En las concertaciones laborales interactúan tres actores: (i) un grupo de sindicatos de empleados del Estado, cuyos representados tienen salarios bastante superiores al mínimo, gozan de estabilidad laboral, así como de pensiones y salud aseguradas (sus ingresos, eso sí, mejoran en forma proporcional a las alzas del “mínimo”); (ii) los gremios, representantes de un puñado de grandes firmas, cuyos empleados y obreros por lo general también reciben salarios muy superiores al “mínimo”, alejadas también de la realidad de millones de empresas y trabajadores informales (algunos líderes gremiales sostienen que si se eleva el “mínimo”, sus ventas se dinamizan), y (iii) los gobiernos de turno que, usualmente, acosados por problemas de popularidad y tratando de terminar el año sin problemas, sacan pecho cuando decretan “salarios mínimos” altos, sin considerar la precaria situación de los informales y desempleados, por definición, carentes de vocería y representación.
Estas realidades prueban una vez más que el país legalista, el de los decretos y las concertaciones laborales, se enfoca únicamente en su sector formal, el que disfruta de los privilegios de las normas de protección social y, de esta forma, desconoce las duras condiciones de más de la mitad más pobre de la población.

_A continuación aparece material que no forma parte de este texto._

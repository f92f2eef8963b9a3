//! Wire-level data types for the SES Query and v2 protocols.
//!
//! Everything here is value-typed and transient: constructed by the
//! caller, consumed by an operation builder, and discarded once the
//! descriptor exists.

mod contacts;
mod email;
mod templates;

pub use contacts::{ContactList, SubscriptionStatus, Topic, TopicPreference};
pub use email::{
    build_message, build_message_with_charset, Body, BulkDestination, Content, Destination,
    Message, RawMessage, ResourceTag, Tag,
};
pub use templates::{EmailContent, EmailTemplateContent, RawContent, Template};
/// Decode a raw response for the operation that produced it.
///
/// # Errors
///
/// - [`SesError::Api`] when the service answered with an error status and
///   a decodable error body;
/// - [`SesError::MalformedResponse`] when the body is not well-formed XML
///   or the expected result envelope is absent;
/// - [`SesError::MissingElement`] when a mandatory result field is absent.
pub fn parse(raw: &RawResponse, action: QueryAction) -> SesResult<QueryResponse> {
    let body = raw.body_str()?;
    if !raw.is_success() {
        return Err(SesError::Api(parse_error_body(body, raw.status())?));
    }

    debug!(action = action.as_str(), "decoding query response");
    let doc = xml::parse_document(body)?;
    let request_id = doc
        .descendant(&["ResponseMetadata", "RequestId"])
        .map(|el| el.text().to_string())
        .ok_or(SesError::MissingElement {
            element: "RequestId",
            action: action.as_str(),
        })?;

    match action {
        QueryAction::SendEmail
        | QueryAction::SendRawEmail
        | QueryAction::SendTemplatedEmail
        | QueryAction::SendCustomVerificationEmail => {
            let result = result_element(&doc, action)?;
            Ok(QueryResponse::Send(SendResponse {
                request_id,
                message_id: require_text(result, "MessageId", action)?,
            }))
        }

        QueryAction::SendBulkTemplatedEmail => {
            let result = result_element(&doc, action)?;
            let status = require_child(result, "Status", action)?;
            let messages = status
                .children("member")
                .map(|member| {
                    Ok(BulkMessageResult {
                        message_id: member.child_text("MessageId").map(str::to_string),
                        status: require_text(member, "Status", action)?,
                    })
                })
                .collect::<SesResult<Vec<_>>>()?;
            Ok(QueryResponse::BulkSend(SendBulkTemplatedEmailResponse {
                request_id,
                messages,
            }))
        }

        QueryAction::VerifyEmailIdentity
        | QueryAction::DeleteIdentity
        | QueryAction::CreateTemplate
        | QueryAction::UpdateTemplate
        | QueryAction::DeleteTemplate
        | QueryAction::SetIdentityNotificationTopic
        | QueryAction::SetIdentityFeedbackForwardingEnabled
        | QueryAction::SetIdentityHeadersInNotificationsEnabled
        | QueryAction::CreateCustomVerificationEmailTemplate
        | QueryAction::UpdateCustomVerificationEmailTemplate
        | QueryAction::DeleteCustomVerificationEmailTemplate => {
            Ok(QueryResponse::Simple(SimpleResponse { request_id }))
        }

        QueryAction::VerifyDomainIdentity => {
            let result = result_element(&doc, action)?;
            Ok(QueryResponse::VerifyDomainIdentity(
                VerifyDomainIdentityResponse {
                    request_id,
                    verification_token: require_text(result, "VerificationToken", action)?,
                },
            ))
        }

        QueryAction::VerifyDomainDkim => {
            let result = result_element(&doc, action)?;
            let tokens = require_child(result, "DkimTokens", action)?;
            Ok(QueryResponse::VerifyDomainDkim(VerifyDomainDkimResponse {
                request_id,
                dkim_tokens: member_texts(tokens),
            }))
        }

        QueryAction::GetIdentityVerificationAttributes => {
            let result = result_element(&doc, action)?;
            let container = require_child(result, "VerificationAttributes", action)?;
            let mut verification_attributes = std::collections::BTreeMap::new();
            for entry in container.children("entry") {
                let identity = require_text(entry, "key", action)?;
                let value = require_child(entry, "value", action)?;
                verification_attributes.insert(
                    identity,
                    IdentityVerificationAttributes {
                        verification_token: value
                            .child_text("VerificationToken")
                            .map(str::to_string),
                        verification_status: value
                            .child_text("VerificationStatus")
                            .map(str::to_string),
                    },
                );
            }
            Ok(QueryResponse::IdentityVerificationAttributes(
                GetIdentityVerificationAttributesResponse {
                    request_id,
                    verification_attributes,
                },
            ))
        }

        QueryAction::ListIdentities => {
            let result = result_element(&doc, action)?;
            let identities = require_child(result, "Identities", action)?;
            Ok(QueryResponse::Identities(ListIdentitiesResponse {
                request_id,
                identities: member_texts(identities),
                next_token: next_token(result),
            }))
        }

        QueryAction::ListConfigurationSets => {
            let result = result_element(&doc, action)?;
            let sets = require_child(result, "ConfigurationSets", action)?;
            let configuration_sets = sets
                .children("member")
                .map(|member| require_text(member, "Name", action))
                .collect::<SesResult<Vec<_>>>()?;
            Ok(QueryResponse::ConfigurationSets(
                ListConfigurationSetsResponse {
                    request_id,
                    configuration_sets,
                    next_token: next_token(result),
                },
            ))
        }

        QueryAction::GetTemplate => {
            let result = result_element(&doc, action)?;
            let template = require_child(result, "Template", action)?;
            Ok(QueryResponse::Template(GetTemplateResponse {
                request_id,
                template: TemplateInfo {
                    template_name: require_text(template, "TemplateName", action)?,
                    subject_part: require_text(template, "SubjectPart", action)?,
                    html_part: template.child_text("HtmlPart").map(str::to_string),
                    text_part: template.child_text("TextPart").map(str::to_string),
                },
            }))
        }

        QueryAction::ListTemplates => {
            let result = result_element(&doc, action)?;
            let metadata = require_child(result, "TemplatesMetadata", action)?;
            let templates = metadata
                .children("member")
                .map(|member| {
                    Ok(TemplateSummary {
                        name: require_text(member, "Name", action)?,
                        created_timestamp: member
                            .child_text("CreatedTimestamp")
                            .map(str::to_string),
                    })
                })
                .collect::<SesResult<Vec<_>>>()?;
            Ok(QueryResponse::Templates(ListTemplatesResponse {
                request_id,
                templates,
                next_token: next_token(result),
            }))
        }

        QueryAction::GetCustomVerificationEmailTemplate => {
            let result = result_element(&doc, action)?;
            Ok(QueryResponse::CustomVerificationTemplate(
                GetCustomVerificationTemplateResponse {
                    request_id,
                    template: custom_template_summary(result, action)?,
                    template_content: require_text(result, "TemplateContent", action)?,
                },
            ))
        }

        QueryAction::ListCustomVerificationEmailTemplates => {
            let result = result_element(&doc, action)?;
            let container =
                require_child(result, "CustomVerificationEmailTemplates", action)?;
            let templates = container
                .children("member")
                .map(|member| custom_template_summary(member, action))
                .collect::<SesResult<Vec<_>>>()?;
            Ok(QueryResponse::CustomVerificationTemplates(
                ListCustomVerificationTemplatesResponse {
                    request_id,
                    templates,
                    next_token: next_token(result),
                },
            ))
        }

        QueryAction::DescribeReceiptRuleSet => {
            let result = result_element(&doc, action)?;
            let metadata = require_child(result, "Metadata", action)?;
            let rules_container = require_child(result, "Rules", action)?;
            let rules = rules_container
                .children("member")
                .map(|member| {
                    let recipients = member
                        .child("Recipients")
                        .map(member_texts)
                        .unwrap_or_default();
                    Ok(ReceiptRule {
                        name: require_text(member, "Name", action)?,
                        enabled: member.child_text("Enabled") == Some("true"),
                        scan_enabled: member.child_text("ScanEnabled") == Some("true"),
                        tls_policy: member.child_text("TlsPolicy").map(str::to_string),
                        recipients,
                    })
                })
                .collect::<SesResult<Vec<_>>>()?;
            Ok(QueryResponse::ReceiptRuleSet(DescribeReceiptRuleSetResponse {
                request_id,
                metadata: ReceiptRuleSetMetadata {
                    name: require_text(metadata, "Name", action)?,
                    created_timestamp: metadata
                        .child_text("CreatedTimestamp")
                        .map(str::to_string),
                },
                rules,
            }))
        }
    }
}
//! Contact-list management types for the v2 protocol.
//!
//! These entities appear in v2 request bodies only; the service's JSON
//! replies are handed back to the caller undecoded.

use serde::{Deserialize, Serialize};

/// A contact list definition.
#[derive(Debug, Clone, Serialize, Deserialize)]
#[serde(rename_all = "PascalCase")]
pub struct ContactList {
    /// The name of the contact list.
    pub contact_list_name: String,
    /// Description of the contact list.
    #[serde(skip_serializing_if = "Option::is_none")]
    pub description: Option<String>,
    /// Topics subscribers can opt in or out of.
    #[serde(skip_serializing_if = "Option::is_none")]
    pub topics: Option<Vec<Topic>>,
}

impl ContactList {
    /// Create a contact list with the given name.
    pub fn new(name: impl Into<String>) -> Self {
        Self {
            contact_list_name: name.into(),
            description: None,
            topics: None,
        }
    }

    /// Set the description.
    pub fn with_description(mut self, description: impl Into<String>) -> Self {
        self.description = Some(description.into());
        self
    }

    /// Add a topic.
    pub fn add_topic(mut self, topic: Topic) -> Self {
        self.topics.get_or_insert_with(Vec::new).push(topic);
        self
    }
}

/// A topic within a contact list.
#[derive(Debug, Clone, Serialize, Deserialize)]
#[serde(rename_all = "PascalCase")]
pub struct Topic {
    /// The name of the topic.
    pub topic_name: String,
    /// The display name shown to subscribers.
    pub display_name: String,
    /// Description of the topic.
    #[serde(skip_serializing_if = "Option::is_none")]
    pub description: Option<String>,
    /// Subscription status applied to contacts with no explicit preference.
    pub default_subscription_status: SubscriptionStatus,
}

impl Topic {
    /// Create a new topic.
    pub fn new(
        topic_name: impl Into<String>,
        display_name: impl Into<String>,
        default_status: SubscriptionStatus,
    ) -> Self {
        Self {
            topic_name: topic_name.into(),
            display_name: display_name.into(),
            description: None,
            default_subscription_status: default_status,
        }
    }

    /// Set the description.
    pub fn with_description(mut self, description: impl Into<String>) -> Self {
        self.description = Some(description.into());
        self
    }
}

/// A contact's per-topic subscription preference.
#[derive(Debug, Clone, Serialize, Deserialize)]
#[serde(rename_all = "PascalCase")]
pub struct TopicPreference {
    /// The name of the topic.
    pub topic_name: String,
    /// Subscription status for this topic.
    pub subscription_status: SubscriptionStatus,
}

impl TopicPreference {
    /// Create a preference.
    pub fn new(topic_name: impl Into<String>, status: SubscriptionStatus) -> Self {
        Self {
            topic_name: topic_name.into(),
            subscription_status: status,
        }
    }

    /// Opted-in preference for a topic.
    pub fn subscribed(topic_name: impl Into<String>) -> Self {
        Self::new(topic_name, SubscriptionStatus::OptIn)
    }

    /// Opted-out preference for a topic.
    pub fn unsubscribed(topic_name: impl Into<String>) -> Self {
        Self::new(topic_name, SubscriptionStatus::OptOut)
    }
}

/// Subscription status for a topic.
#[derive(Debug, Clone, Copy, PartialEq, Eq, Hash, Serialize, Deserialize)]
#[serde(rename_all = "SCREAMING_SNAKE_CASE")]
pub enum SubscriptionStatus {
    /// Contact receives emails for this topic.
    OptIn,
    /// Contact does not receive emails for this topic.
    OptOut,
}
//! Receipt rule operations for the Query protocol.

use super::params::Params;
use super::{QueryAction, QueryOperation};

/// Build a `DescribeReceiptRuleSet` operation.
pub fn describe_receipt_rule_set(rule_set_name: &str) -> QueryOperation {
    let mut params = Params::new();
    params.insert("RuleSetName".to_string(), rule_set_name.to_string());
    QueryOperation::new(QueryAction::DescribeReceiptRuleSet, params)
}

#[cfg(test)]
mod tests {
    use super::*;

    #[test]
    fn test_describe_receipt_rule_set() {
        let op = describe_receipt_rule_set("inbound");
        assert_eq!(op.params()["Action"], "DescribeReceiptRuleSet");
        assert_eq!(op.params()["RuleSetName"], "inbound");
    }
}
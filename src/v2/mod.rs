//! Operation builders for the JSON-based v2 protocol.
//!
//! v2 operations are REST-ish: an HTTP method, a path under `/v2/email`
//! with identifiers interpolated (and percent-encoded) into it, and an
//! optional JSON body with absent fields pruned. Builders return an inert
//! [`V2Operation`]; response bodies are generic JSON and are handed back
//! to the caller undecoded, so no parser reference travels with the
//! descriptor.

pub mod contacts;
pub mod custom_verification;
pub mod emails;
pub mod import_jobs;
pub mod suppression;
pub mod templates;

use percent_encoding::{utf8_percent_encode, AsciiSet, NON_ALPHANUMERIC};
use serde::Serialize;
use serde_json::Value;
use tracing::trace;

use crate::http::HttpMethod;

/// Characters escaped in user-supplied path segments and query values.
///
/// Everything outside the RFC 3986 unreserved set is encoded; `@` and `+`
/// in email addresses must not survive literally, or signed paths break.
const STRICT_ENCODE_SET: &AsciiSet = &NON_ALPHANUMERIC
    .remove(b'-')
    .remove(b'.')
    .remove(b'_')
    .remove(b'~');

/// A built v2 operation.
///
/// Inert data: method, path (a literal query string included when the
/// operation paginates) and an optional pruned JSON body. Constructed
/// once, never mutated, consumed once by the transport.
#[derive(Debug, Clone)]
pub struct V2Operation {
    method: HttpMethod,
    path: String,
    body: Option<Value>,
}

impl V2Operation {
    pub(crate) fn new(method: HttpMethod, path: impl Into<String>) -> Self {
        let path = path.into();
        trace!(method = method.as_str(), path = path.as_str(), "built v2 operation");
        Self {
            method,
            path,
            body: None,
        }
    }

    pub(crate) fn with_json<T: Serialize>(mut self, body: &T) -> Self {
        let tree =
            serde_json::to_value(body).expect("wire types serialize to JSON infallibly");
        self.body = Some(prune_nulls(tree));
        self
    }

    /// The HTTP method.
    pub fn method(&self) -> HttpMethod {
        self.method
    }

    /// The request path, query string included when present.
    pub fn path(&self) -> &str {
        &self.path
    }

    /// The JSON body, with all absent fields pruned.
    pub fn body(&self) -> Option<&Value> {
        self.body.as_ref()
    }
}

/// Remove every null-valued entry from a JSON tree, recursively.
///
/// The typed request structs already skip absent options, but bodies can
/// embed caller-supplied JSON; nulls anywhere would reach the wire as
/// explicit fields the service treats as present.
fn prune_nulls(value: Value) -> Value {
    match value {
        Value::Object(map) => Value::Object(
            map.into_iter()
                .filter(|(_, v)| !v.is_null())
                .map(|(k, v)| (k, prune_nulls(v)))
                .collect(),
        ),
        Value::Array(items) => Value::Array(items.into_iter().map(prune_nulls).collect()),
        other => other,
    }
}

/// Percent-encode a user-supplied value for use as a path segment.
pub(crate) fn encode_path_segment(segment: &str) -> String {
    utf8_percent_encode(segment, STRICT_ENCODE_SET).to_string()
}

/// Pagination options shared by the v2 listing operations.
#[derive(Debug, Clone, Default)]
pub struct PageOpts {
    /// Continuation token from a previous page.
    pub next_token: Option<String>,
    /// Maximum number of results per page.
    pub page_size: Option<u32>,
}

/// Append a literal query string built from the present pagination
/// options, in fixed `NextToken`, `PageSize` order.
pub(crate) fn paginate(path: &str, opts: &PageOpts) -> String {
    let mut pairs: Vec<String> = Vec::new();
    if let Some(token) = &opts.next_token {
        pairs.push(format!("NextToken={}", encode_path_segment(token)));
    }
    if let Some(size) = opts.page_size {
        pairs.push(format!("PageSize={}", size));
    }
    if pairs.is_empty() {
        path.to_string()
    } else {
        format!("{}?{}", path, pairs.join("&"))
    }
}
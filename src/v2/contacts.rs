//! Contact list and contact management for the v2 protocol.
//!
//! List names and contact addresses travel in the path and are
//! percent-encoded; a contact address like `test+bar@example.com` must
//! reach the wire as `test%2Bbar%40example.com`.

use serde::{Deserialize, Serialize};

use super::{encode_path_segment, paginate, PageOpts, V2Operation};
use crate::http::HttpMethod;
use crate::types::{ContactList, ResourceTag, Topic, TopicPreference};

/// Mutable attributes of a contact, shared by create and update.
#[derive(Debug, Clone, Default, Serialize, Deserialize)]
#[serde(rename_all = "PascalCase")]
pub struct ContactData {
    /// Per-topic subscription preferences.
    #[serde(skip_serializing_if = "Option::is_none")]
    pub topic_preferences: Option<Vec<TopicPreference>>,
    /// Whether the contact is unsubscribed from everything.
    #[serde(skip_serializing_if = "Option::is_none")]
    pub unsubscribe_all: Option<bool>,
    /// Caller-defined attributes, JSON-encoded into a string.
    #[serde(skip_serializing_if = "Option::is_none")]
    pub attributes_data: Option<String>,
}

impl ContactData {
    /// Create empty contact data.
    pub fn new() -> Self {
        Self::default()
    }

    /// Add a topic preference.
    pub fn add_topic_preference(mut self, preference: TopicPreference) -> Self {
        self.topic_preferences
            .get_or_insert_with(Vec::new)
            .push(preference);
        self
    }

    /// Set the unsubscribe-all flag.
    pub fn with_unsubscribe_all(mut self, unsubscribe: bool) -> Self {
        self.unsubscribe_all = Some(unsubscribe);
        self
    }

    /// Attach caller-defined attributes.
    pub fn with_attributes(mut self, attributes: &serde_json::Value) -> Self {
        self.attributes_data = Some(attributes.to_string());
        self
    }
}

#[derive(Debug, Serialize)]
#[serde(rename_all = "PascalCase")]
struct CreateContactListRequest<'a> {
    contact_list_name: &'a str,
    #[serde(skip_serializing_if = "Option::is_none")]
    description: Option<&'a str>,
    #[serde(skip_serializing_if = "Option::is_none")]
    topics: Option<&'a [Topic]>,
    #[serde(skip_serializing_if = "Option::is_none")]
    tags: Option<&'a [ResourceTag]>,
}

#[derive(Debug, Serialize)]
#[serde(rename_all = "PascalCase")]
struct UpdateContactListRequest<'a> {
    #[serde(skip_serializing_if = "Option::is_none")]
    description: Option<&'a str>,
    #[serde(skip_serializing_if = "Option::is_none")]
    topics: Option<&'a [Topic]>,
}

#[derive(Debug, Serialize)]
#[serde(rename_all = "PascalCase")]
struct CreateContactRequest<'a> {
    email_address: &'a str,
    #[serde(flatten)]
    data: &'a ContactData,
}

/// Build a `CreateContactList` operation.
pub fn create_contact_list(
    list: &ContactList,
    tags: Option<&[ResourceTag]>,
) -> V2Operation {
    V2Operation::new(HttpMethod::Post, "/v2/email/contact-lists").with_json(
        &CreateContactListRequest {
            contact_list_name: &list.contact_list_name,
            description: list.description.as_deref(),
            topics: list.topics.as_deref(),
            tags,
        },
    )
}

/// Build a `GetContactList` operation.
pub fn get_contact_list(list_name: &str) -> V2Operation {
    V2Operation::new(HttpMethod::Get, contact_list_path(list_name))
}

/// Build a `ListContactLists` operation.
pub fn list_contact_lists(opts: &PageOpts) -> V2Operation {
    V2Operation::new(HttpMethod::Get, paginate("/v2/email/contact-lists", opts))
}

/// Build an `UpdateContactList` operation.
///
/// The list name addresses the resource through the path; only
/// description and topics are updatable.
pub fn update_contact_list(list: &ContactList) -> V2Operation {
    V2Operation::new(HttpMethod::Put, contact_list_path(&list.contact_list_name)).with_json(
        &UpdateContactListRequest {
            description: list.description.as_deref(),
            topics: list.topics.as_deref(),
        },
    )
}

/// Build a `DeleteContactList` operation.
pub fn delete_contact_list(list_name: &str) -> V2Operation {
    V2Operation::new(HttpMethod::Delete, contact_list_path(list_name))
}

/// Build a `CreateContact` operation.
pub fn create_contact(
    list_name: &str,
    email_address: &str,
    data: &ContactData,
) -> V2Operation {
    V2Operation::new(HttpMethod::Post, contacts_path(list_name)).with_json(
        &CreateContactRequest {
            email_address,
            data,
        },
    )
}

/// Build a `GetContact` operation.
pub fn get_contact(list_name: &str, email_address: &str) -> V2Operation {
    V2Operation::new(HttpMethod::Get, contact_path(list_name, email_address))
}

/// Build a `ListContacts` operation.
pub fn list_contacts(list_name: &str, opts: &PageOpts) -> V2Operation {
    V2Operation::new(HttpMethod::Get, paginate(&contacts_path(list_name), opts))
}

/// Build an `UpdateContact` operation.
///
/// The contact is addressed through the path; the body carries only the
/// mutable attributes.
pub fn update_contact(
    list_name: &str,
    email_address: &str,
    data: &ContactData,
) -> V2Operation {
    V2Operation::new(HttpMethod::Put, contact_path(list_name, email_address)).with_json(data)
}

/// Build a `DeleteContact` operation.
pub fn delete_contact(list_name: &str, email_address: &str) -> V2Operation {
    V2Operation::new(HttpMethod::Delete, contact_path(list_name, email_address))
}

fn contact_list_path(list_name: &str) -> String {
    format!("/v2/email/contact-lists/{}", encode_path_segment(list_name))
}

fn contacts_path(list_name: &str) -> String {
    format!("{}/contacts", contact_list_path(list_name))
}

fn contact_path(list_name: &str, email_address: &str) -> String {
    format!(
        "{}/{}",
        contacts_path(list_name),
        encode_path_segment(email_address)
    )
}

#[cfg(test)]
mod tests {
    use super::*;
    use crate::types::SubscriptionStatus;

    #[test]
    fn test_create_contact_list_body() {
        let list = ContactList::new("weekly")
            .with_description("Weekly digest")
            .add_topic(Topic::new("digest", "Digest", SubscriptionStatus::OptIn));
        let op = create_contact_list(&list, Some(&[ResourceTag::new("env", "prod")]));

        assert_eq!(op.method(), HttpMethod::Post);
        assert_eq!(op.path(), "/v2/email/contact-lists");

        let body = op.body().unwrap();
        assert_eq!(body["ContactListName"], "weekly");
        assert_eq!(body["Description"], "Weekly digest");
        assert_eq!(body["Topics"][0]["TopicName"], "digest");
        assert_eq!(body["Tags"][0]["Key"], "env");
    }

    #[test]
    fn test_update_contact_percent_encodes_address() {
        let op = update_contact("list", "test+bar@example.com", &ContactData::new());
        assert_eq!(op.method(), HttpMethod::Put);
        assert_eq!(
            op.path(),
            "/v2/email/contact-lists/list/contacts/test%2Bbar%40example.com"
        );
    }

    #[test]
    fn test_create_contact_flattens_data() {
        let data = ContactData::new()
            .add_topic_preference(TopicPreference::subscribed("digest"))
            .with_attributes(&serde_json::json!({"plan": "pro"}));
        let op = create_contact("weekly", "user@example.com", &data);

        let body = op.body().unwrap();
        assert_eq!(body["EmailAddress"], "user@example.com");
        assert_eq!(body["TopicPreferences"][0]["TopicName"], "digest");
        assert_eq!(body["AttributesData"], r#"{"plan":"pro"}"#);
        assert!(body.get("UnsubscribeAll").is_none());
    }

    #[test]
    fn test_list_contacts_pagination() {
        let opts = PageOpts {
            next_token: Some("tok".to_string()),
            page_size: Some(50),
        };
        let op = list_contacts("weekly", &opts);
        assert_eq!(
            op.path(),
            "/v2/email/contact-lists/weekly/contacts?NextToken=tok&PageSize=50"
        );
        assert!(op.body().is_none());
    }

    #[test]
    fn test_get_and_delete_contact_list() {
        assert_eq!(
            get_contact_list("my list").path(),
            "/v2/email/contact-lists/my%20list"
        );
        assert_eq!(
            delete_contact_list("weekly").method(),
            HttpMethod::Delete
        );
    }
}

Como lo sugiere el economista Santiago Levy, el primer paso para solucionar estos problemas es comprender que ellos se derivan de anacrónicas, aunque bien intencionadas, políticas de protección social y legislación laboral —reglas de contratación, parafiscales, impuestos y cargas sobre la nómina—, que ahondan la brecha entre el sector moderno y la enorme economía informal, y también causan la baja productividad del país. De un buen diagnóstico se puede pasar a diseñar una reforma que desmonte las cargas al trabajo y las regulaciones dañinas, para que se establezca un equitativo sistema de protección social financiado con impuestos generales y que cobije a todos los colombianos.
Mientras tanto, los medios nos seguirán hablando de declaraciones, anuncios y demás rituales alrededor de la fijación de un salario denominado “mínimo” que excluye a una gran multitud de personas, agigantada ahora por el impacto de la pandemia.